All lines in the entries below that hold "wire" make up the answer.

[Records supplied]:
╭──

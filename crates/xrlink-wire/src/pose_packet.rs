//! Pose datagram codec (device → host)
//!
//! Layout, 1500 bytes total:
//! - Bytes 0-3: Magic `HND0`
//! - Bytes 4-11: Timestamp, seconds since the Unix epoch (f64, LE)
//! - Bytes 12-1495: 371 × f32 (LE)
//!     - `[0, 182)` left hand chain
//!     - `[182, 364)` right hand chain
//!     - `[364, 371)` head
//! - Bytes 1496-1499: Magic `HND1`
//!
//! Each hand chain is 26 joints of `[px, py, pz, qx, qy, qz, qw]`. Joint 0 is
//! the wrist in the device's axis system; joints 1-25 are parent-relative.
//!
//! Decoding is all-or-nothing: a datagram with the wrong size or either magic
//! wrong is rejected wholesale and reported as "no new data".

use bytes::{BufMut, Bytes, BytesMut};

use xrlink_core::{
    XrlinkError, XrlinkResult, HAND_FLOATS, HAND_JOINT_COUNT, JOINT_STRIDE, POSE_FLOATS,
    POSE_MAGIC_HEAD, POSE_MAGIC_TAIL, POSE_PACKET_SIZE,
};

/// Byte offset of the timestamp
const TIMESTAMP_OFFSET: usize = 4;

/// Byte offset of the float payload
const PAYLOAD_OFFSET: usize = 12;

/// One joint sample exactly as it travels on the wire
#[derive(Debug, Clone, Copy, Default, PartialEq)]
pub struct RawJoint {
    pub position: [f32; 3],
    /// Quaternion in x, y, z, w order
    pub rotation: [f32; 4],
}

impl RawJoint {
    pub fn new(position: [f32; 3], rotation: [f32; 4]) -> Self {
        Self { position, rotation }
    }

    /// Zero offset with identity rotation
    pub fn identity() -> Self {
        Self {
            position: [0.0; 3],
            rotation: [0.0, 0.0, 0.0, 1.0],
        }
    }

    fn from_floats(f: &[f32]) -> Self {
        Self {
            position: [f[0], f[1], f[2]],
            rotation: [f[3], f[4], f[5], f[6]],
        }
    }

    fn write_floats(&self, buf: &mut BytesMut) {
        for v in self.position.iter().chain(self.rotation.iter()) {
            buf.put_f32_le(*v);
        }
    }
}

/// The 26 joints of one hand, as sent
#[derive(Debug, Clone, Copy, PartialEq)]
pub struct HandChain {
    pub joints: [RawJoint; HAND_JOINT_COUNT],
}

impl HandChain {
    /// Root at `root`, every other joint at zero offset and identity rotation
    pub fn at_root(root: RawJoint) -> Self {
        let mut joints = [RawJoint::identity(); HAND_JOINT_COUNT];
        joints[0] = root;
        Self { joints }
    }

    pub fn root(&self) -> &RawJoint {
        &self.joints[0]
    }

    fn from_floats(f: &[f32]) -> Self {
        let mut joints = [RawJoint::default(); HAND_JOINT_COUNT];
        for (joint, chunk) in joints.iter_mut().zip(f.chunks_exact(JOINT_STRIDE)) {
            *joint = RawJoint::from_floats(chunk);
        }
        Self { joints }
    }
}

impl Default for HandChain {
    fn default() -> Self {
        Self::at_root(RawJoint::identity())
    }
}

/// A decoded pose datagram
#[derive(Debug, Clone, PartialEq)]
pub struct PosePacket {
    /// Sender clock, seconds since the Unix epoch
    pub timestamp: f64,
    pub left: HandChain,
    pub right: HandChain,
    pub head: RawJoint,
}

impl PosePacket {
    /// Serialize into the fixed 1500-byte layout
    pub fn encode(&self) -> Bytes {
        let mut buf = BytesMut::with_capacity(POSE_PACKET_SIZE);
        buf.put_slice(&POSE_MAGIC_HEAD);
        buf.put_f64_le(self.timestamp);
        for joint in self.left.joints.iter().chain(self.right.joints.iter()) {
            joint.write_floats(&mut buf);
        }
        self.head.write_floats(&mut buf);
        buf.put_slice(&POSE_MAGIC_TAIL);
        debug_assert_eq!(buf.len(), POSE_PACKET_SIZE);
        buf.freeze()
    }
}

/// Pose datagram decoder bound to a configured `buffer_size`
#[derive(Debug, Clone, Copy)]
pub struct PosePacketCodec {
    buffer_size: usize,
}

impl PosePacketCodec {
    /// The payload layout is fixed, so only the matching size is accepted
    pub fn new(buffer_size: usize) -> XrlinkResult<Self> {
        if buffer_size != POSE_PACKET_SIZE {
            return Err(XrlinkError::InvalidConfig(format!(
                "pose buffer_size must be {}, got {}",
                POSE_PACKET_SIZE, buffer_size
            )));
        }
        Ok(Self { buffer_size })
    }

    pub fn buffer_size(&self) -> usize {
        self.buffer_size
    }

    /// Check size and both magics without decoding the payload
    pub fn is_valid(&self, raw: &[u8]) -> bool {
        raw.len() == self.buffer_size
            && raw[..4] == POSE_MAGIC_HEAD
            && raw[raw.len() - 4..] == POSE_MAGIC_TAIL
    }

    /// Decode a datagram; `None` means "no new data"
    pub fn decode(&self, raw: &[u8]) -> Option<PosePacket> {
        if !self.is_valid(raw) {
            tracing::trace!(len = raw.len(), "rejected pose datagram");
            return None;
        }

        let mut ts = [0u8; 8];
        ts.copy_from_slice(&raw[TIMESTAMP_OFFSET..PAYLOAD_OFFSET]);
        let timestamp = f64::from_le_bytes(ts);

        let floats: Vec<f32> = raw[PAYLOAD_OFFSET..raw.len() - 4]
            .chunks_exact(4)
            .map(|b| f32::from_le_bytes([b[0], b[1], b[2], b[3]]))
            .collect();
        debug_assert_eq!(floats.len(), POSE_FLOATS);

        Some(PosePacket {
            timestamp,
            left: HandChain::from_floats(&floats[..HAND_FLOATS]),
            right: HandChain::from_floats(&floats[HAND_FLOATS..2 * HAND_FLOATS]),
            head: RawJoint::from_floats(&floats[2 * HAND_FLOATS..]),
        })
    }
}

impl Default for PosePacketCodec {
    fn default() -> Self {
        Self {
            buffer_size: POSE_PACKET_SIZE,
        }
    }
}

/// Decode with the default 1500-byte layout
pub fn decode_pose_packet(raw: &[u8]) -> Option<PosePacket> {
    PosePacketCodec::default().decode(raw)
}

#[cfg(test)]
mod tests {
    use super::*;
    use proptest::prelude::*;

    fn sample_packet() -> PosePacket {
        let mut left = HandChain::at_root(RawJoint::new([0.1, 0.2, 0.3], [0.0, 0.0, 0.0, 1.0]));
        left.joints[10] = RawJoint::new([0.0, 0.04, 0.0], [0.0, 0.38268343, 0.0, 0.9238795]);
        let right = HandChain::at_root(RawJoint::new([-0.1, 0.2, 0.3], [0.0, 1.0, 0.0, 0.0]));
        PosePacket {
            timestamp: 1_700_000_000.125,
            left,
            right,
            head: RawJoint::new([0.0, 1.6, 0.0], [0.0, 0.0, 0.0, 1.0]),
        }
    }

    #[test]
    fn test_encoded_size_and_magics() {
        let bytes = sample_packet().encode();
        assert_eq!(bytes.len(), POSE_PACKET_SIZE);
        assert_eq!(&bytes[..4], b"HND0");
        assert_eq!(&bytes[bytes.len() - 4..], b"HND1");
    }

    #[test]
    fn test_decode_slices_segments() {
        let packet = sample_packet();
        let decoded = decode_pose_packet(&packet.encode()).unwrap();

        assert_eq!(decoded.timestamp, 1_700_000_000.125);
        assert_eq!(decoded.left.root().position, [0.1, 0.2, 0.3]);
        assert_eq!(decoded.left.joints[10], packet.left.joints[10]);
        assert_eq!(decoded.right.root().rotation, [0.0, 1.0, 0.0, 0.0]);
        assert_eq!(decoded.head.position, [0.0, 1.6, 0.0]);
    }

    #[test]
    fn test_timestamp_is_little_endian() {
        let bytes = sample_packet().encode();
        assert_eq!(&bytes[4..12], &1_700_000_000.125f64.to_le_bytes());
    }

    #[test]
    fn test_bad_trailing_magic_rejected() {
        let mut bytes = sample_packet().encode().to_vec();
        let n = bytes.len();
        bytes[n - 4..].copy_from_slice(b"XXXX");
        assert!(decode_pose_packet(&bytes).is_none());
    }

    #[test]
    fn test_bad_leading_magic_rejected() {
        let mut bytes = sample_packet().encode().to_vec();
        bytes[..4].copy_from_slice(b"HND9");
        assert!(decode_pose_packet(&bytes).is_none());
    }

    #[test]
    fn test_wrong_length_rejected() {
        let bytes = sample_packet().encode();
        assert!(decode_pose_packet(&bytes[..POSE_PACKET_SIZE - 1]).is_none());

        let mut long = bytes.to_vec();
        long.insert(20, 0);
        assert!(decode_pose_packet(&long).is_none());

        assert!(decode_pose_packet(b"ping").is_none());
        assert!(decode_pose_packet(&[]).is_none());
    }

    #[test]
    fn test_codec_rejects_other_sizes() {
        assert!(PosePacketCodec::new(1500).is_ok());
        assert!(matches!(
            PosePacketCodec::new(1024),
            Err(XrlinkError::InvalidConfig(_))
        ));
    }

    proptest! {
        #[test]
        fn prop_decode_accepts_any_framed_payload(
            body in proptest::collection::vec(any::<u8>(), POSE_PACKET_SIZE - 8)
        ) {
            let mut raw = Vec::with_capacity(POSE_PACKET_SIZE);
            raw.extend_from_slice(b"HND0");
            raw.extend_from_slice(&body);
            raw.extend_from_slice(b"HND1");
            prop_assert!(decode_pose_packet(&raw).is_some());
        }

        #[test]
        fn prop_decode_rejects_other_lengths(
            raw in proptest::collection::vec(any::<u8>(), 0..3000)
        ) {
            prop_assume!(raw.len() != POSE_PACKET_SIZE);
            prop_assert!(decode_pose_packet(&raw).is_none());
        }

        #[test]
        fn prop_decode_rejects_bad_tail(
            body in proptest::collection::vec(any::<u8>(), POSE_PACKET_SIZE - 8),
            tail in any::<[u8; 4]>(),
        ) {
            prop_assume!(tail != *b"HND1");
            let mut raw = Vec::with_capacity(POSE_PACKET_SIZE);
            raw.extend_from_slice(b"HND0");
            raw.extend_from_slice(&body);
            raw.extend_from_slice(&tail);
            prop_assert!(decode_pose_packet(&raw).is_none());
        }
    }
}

╰──

[Solution]:
filename crates/xrlink-wire/src/pose_packet.rs
/// One joint sample exactly as it travels on the wire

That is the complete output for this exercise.